Como foi a experiência de participar da 44ª Mostra Internacional de Cinema de São Paulo, em 2020, em meio a pandemia?
Foi algo muito gratificante, sem dúvidas. Tem aquele negócio de ser o primeiro longa-metragem, e conseguir entrar num festival de grande porte no país, uma grande vitrine e um atestado da importância do filme. É claro que não poder participar de sessões presenciais é um abalo, até hoje nunca vi meu filme numa sala de cinema ou com uma platéia de desconhecidos.
Por que produzir o documentário “Candango: Memórias do Festival”? Quais foram suas motivações?

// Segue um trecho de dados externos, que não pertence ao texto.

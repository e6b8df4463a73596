//! Enrichment: merge detail, vote, and favorite data into one record per
//! candidate.
//!
//! Detail and vote lookups are batched and run concurrently with each other.
//! Favorites have no batch endpoint, so they run through a small worker pool
//! with a shared index counter, so at most `fav_concurrency` favorites calls
//! are ever in flight, which keeps the platform's rate limiter happy. A
//! failed favorites lookup degrades that one field to `null`; a failed
//! detail or vote batch aborts the run.
//!
//! The same entry point serves both the top-5 list and the top-100 listing,
//! parameterized by candidate slice and concurrency.

use futures::future::join_all;
use reqwest::Client;
use std::collections::HashMap;
use std::sync::Arc;
use std::sync::atomic::{AtomicUsize, Ordering};
use tracing::{info, instrument, warn};

use crate::models::{Candidate, EnrichedGame, like_ratio};
use crate::roblox::games::{self, GameDetail, GameVotes};
use crate::utils::{BoxError, compact_count};

/// Enrich an ordered candidate slice, preserving input order.
#[instrument(level = "info", skip_all, fields(count = candidates.len(), fav_concurrency))]
pub async fn enrich_games(
    client: &Client,
    candidates: &[Candidate],
    fav_concurrency: usize,
) -> Result<Vec<EnrichedGame>, BoxError> {
    let ids: Vec<i64> = candidates.iter().map(|c| c.universeId).collect();

    let (details, votes) = tokio::join!(
        games::fetch_details(client, &ids),
        games::fetch_votes(client, &ids),
    );
    let details = details?;
    let votes = votes?;

    let favorites = favorites_pool(client, &ids, fav_concurrency).await;

    let enriched = merge_enriched(candidates, &details, &votes, &favorites);
    info!(count = enriched.len(), "Enrichment complete");
    Ok(enriched)
}

/// Fetch favorites counts through a bounded worker pool.
///
/// Workers pull the next index from a shared atomic counter until the id
/// list is exhausted, so at most `concurrency` requests are in flight at
/// once. Failures degrade to `None` for that id only.
pub async fn favorites_pool(client: &Client, ids: &[i64], concurrency: usize) -> Vec<Option<i64>> {
    let ids: Arc<Vec<i64>> = Arc::new(ids.to_vec());
    let next = Arc::new(AtomicUsize::new(0));

    let workers = (0..concurrency.max(1)).map(|_| {
        let client = client.clone();
        let ids = Arc::clone(&ids);
        let next = Arc::clone(&next);
        async move {
            let mut fetched = Vec::new();
            loop {
                let index = next.fetch_add(1, Ordering::Relaxed);
                if index >= ids.len() {
                    break;
                }
                let universe_id = ids[index];
                match games::fetch_favorites_count(&client, universe_id).await {
                    Ok(count) => fetched.push((index, Some(count))),
                    Err(e) => {
                        warn!(universe_id, error = %e, "Favorites lookup failed; degrading to null");
                        fetched.push((index, None));
                    }
                }
            }
            fetched
        }
    });

    let mut results = vec![None; ids.len()];
    for fetched in join_all(workers).await {
        for (index, value) in fetched {
            results[index] = value;
        }
    }
    results
}

/// Merge lookups into enriched records, one per candidate, in input order.
///
/// Missing detail or vote rows degrade the dependent fields to `null`;
/// `playing`/`visits` fall back to the values observed at discovery time.
pub fn merge_enriched(
    candidates: &[Candidate],
    details: &HashMap<i64, GameDetail>,
    votes: &HashMap<i64, GameVotes>,
    favorites: &[Option<i64>],
) -> Vec<EnrichedGame> {
    candidates
        .iter()
        .enumerate()
        .map(|(index, candidate)| {
            let detail = details.get(&candidate.universeId);
            let vote = votes.get(&candidate.universeId);

            let name = detail
                .and_then(|d| d.name.clone())
                .or_else(|| candidate.exploreName.clone())
                .unwrap_or_else(|| format!("Universe {}", candidate.universeId));
            let playing = detail
                .and_then(|d| d.playing)
                .or(candidate.explorePlaying);
            let visits = detail.and_then(|d| d.visits).or(candidate.exploreVisits);
            let favorites = favorites.get(index).copied().flatten();
            let up_votes = vote.and_then(|v| v.upVotes);
            let down_votes = vote.and_then(|v| v.downVotes);

            EnrichedGame {
                universeId: candidate.universeId,
                placeId: detail.and_then(|d| d.rootPlaceId),
                name,
                description: detail.and_then(|d| d.description.clone()),
                creator: detail.and_then(|d| d.creator.clone()),
                playing,
                visits,
                favorites,
                upVotes: up_votes,
                downVotes: down_votes,
                likeRatio: like_ratio(up_votes, down_votes),
                created: detail.and_then(|d| d.created.clone()),
                updated: detail.and_then(|d| d.updated.clone()),
                maxPlayers: detail.and_then(|d| d.maxPlayers),
                genre: detail.and_then(|d| d.genre.clone()),
                playing_compact: playing.map(compact_count),
                visits_compact: visits.map(compact_count),
                favorites_compact: favorites.map(compact_count),
            }
        })
        .collect()
}

#[cfg(test)]
mod tests {
    use super::*;

    fn candidate(universe_id: i64) -> Candidate {
        Candidate {
            universeId: universe_id,
            exploreName: Some(format!("Explore {universe_id}")),
            explorePlaying: Some(10),
            exploreVisits: Some(1000),
        }
    }

    fn detail(universe_id: i64) -> GameDetail {
        serde_json::from_value(serde_json::json!({
            "id": universe_id,
            "rootPlaceId": universe_id * 10,
            "name": format!("Detail {universe_id}"),
            "description": "desc",
            "playing": 500,
            "visits": 2_000_000,
            "maxPlayers": 40,
            "genre": "Adventure",
        }))
        .unwrap()
    }

    fn vote(universe_id: i64) -> GameVotes {
        serde_json::from_value(serde_json::json!({
            "id": universe_id,
            "upVotes": 80,
            "downVotes": 20,
        }))
        .unwrap()
    }

    #[test]
    fn test_merge_preserves_input_order() {
        let candidates = vec![candidate(3), candidate(1), candidate(2)];
        let details: HashMap<i64, GameDetail> =
            [(1, detail(1)), (2, detail(2)), (3, detail(3))].into();
        let votes: HashMap<i64, GameVotes> = [(1, vote(1)), (2, vote(2)), (3, vote(3))].into();

        let enriched = merge_enriched(&candidates, &details, &votes, &[None, None, None]);
        let ids: Vec<_> = enriched.iter().map(|g| g.universeId).collect();
        assert_eq!(ids, [3, 1, 2]);
    }

    #[test]
    fn test_merge_missing_detail_degrades_to_explore_values() {
        let candidates = vec![candidate(7)];
        let enriched = merge_enriched(&candidates, &HashMap::new(), &HashMap::new(), &[None]);

        let game = &enriched[0];
        assert_eq!(game.name, "Explore 7");
        assert_eq!(game.playing, Some(10));
        assert_eq!(game.visits, Some(1000));
        assert_eq!(game.description, None);
        assert_eq!(game.upVotes, None);
        assert_eq!(game.likeRatio, None);
        assert_eq!(game.favorites, None);
    }

    #[test]
    fn test_merge_nameless_candidate_gets_placeholder_name() {
        let candidates = vec![Candidate {
            universeId: 9,
            exploreName: None,
            explorePlaying: None,
            exploreVisits: None,
        }];
        let enriched = merge_enriched(&candidates, &HashMap::new(), &HashMap::new(), &[None]);
        assert_eq!(enriched[0].name, "Universe 9");
        assert_eq!(enriched[0].playing, None);
    }

    #[test]
    fn test_merge_detail_values_win_over_explore_values() {
        let candidates = vec![candidate(1)];
        let details: HashMap<i64, GameDetail> = [(1, detail(1))].into();
        let votes: HashMap<i64, GameVotes> = [(1, vote(1))].into();

        let enriched = merge_enriched(&candidates, &details, &votes, &[Some(777)]);
        let game = &enriched[0];
        assert_eq!(game.name, "Detail 1");
        assert_eq!(game.playing, Some(500));
        assert_eq!(game.visits, Some(2_000_000));
        assert_eq!(game.favorites, Some(777));
        assert_eq!(game.likeRatio, Some(0.8));
        assert_eq!(game.playing_compact.as_deref(), Some("500"));
        assert_eq!(game.visits_compact.as_deref(), Some("2M"));
    }

    #[test]
    fn test_merge_favorites_follow_input_positions() {
        let candidates = vec![candidate(1), candidate(2)];
        let enriched = merge_enriched(
            &candidates,
            &HashMap::new(),
            &HashMap::new(),
            &[Some(11), None],
        );
        assert_eq!(enriched[0].favorites, Some(11));
        assert_eq!(enriched[1].favorites, None);
    }
}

Frequento o Festival há anos, e foi durante a mostra de 2017 que tive a ideia. Eu nunca havia assistido um documentário sobre um festival de cinema, e só de perceber isso, já achei que seria algo único. Só que pensei que seria um artefato mais local. Começamos a ligar para várias pessoas, pedindo um tempo de entrevista, meio que sem saber o que faria com aquilo no final das contas. Aliás, eu sabia apenas que queria perguntar sobre memórias pessoais passadas no Festival. Todo mundo aceitava. Quando pensamos em expandir para fora de Brasília, todos aceitavam uma conversa também, foi surpreendente. E pra mim foi uma experiência surreal, pois consegui sentar e conversar sobre filmes com grandes nomes do nosso cinema apenas pelo interesse destas pessoas em contribuírem à memória do Festival.
Pensando que o documentário trata sobre o Festival de Cinema de Brasília, o que esse festival significa para você? E para o cinema local, nacional ou até mundial?
Isso remete um pouco à pergunta anterior. O Festival de Brasília é tão amado por quem passa por lá, que todos têm a maior vontade de ceder tempo para homenageá-lo. Considerando que o Festival começou em 1965, e acontece até hoje, podemos dizer que a história do cinema brasileiro passa pelo Festival, quase que obrigatoriamente. Até hoje, todos os movimentos cinematográficos que se sucederam ao Cinema Novo despontaram lá. Fico muito feliz de poder mostrar ao espectador este aspecto de minha cidade, e mostrar a formação que ela tem em nossa cultura cinematográfica.
Quais são os próximos passos de Lino Meireles? Está trabalhando em outro projeto no momento? O que acontece daqui para frente?
Este documentário me levou a trabalhar muito com a memória de nosso cinema. Acabo de voltar da Mostra SP 2021 após apresentar o filme “Já que Ninguém me Tira pra Dançar”, em que fui co-produtor da diretora Ana Maria Magalhães. Até hoje é o primeiro documentário já realizado para o cinema sobre Leila Diniz, uma figura única em nossa história cultural. Além disso, estou produzindo uma restauração em 4K de um dos filmes fundamentais de nossa história, “Deus e o Diabo na Terra do Sol”, de Glauber Rocha. Conheci a filha dele, Paloma, durante a produção do meu documentário e estamos juntos nesta. Depois de concluído e relançado, acho que gostaria de voltar a pensar em ficção.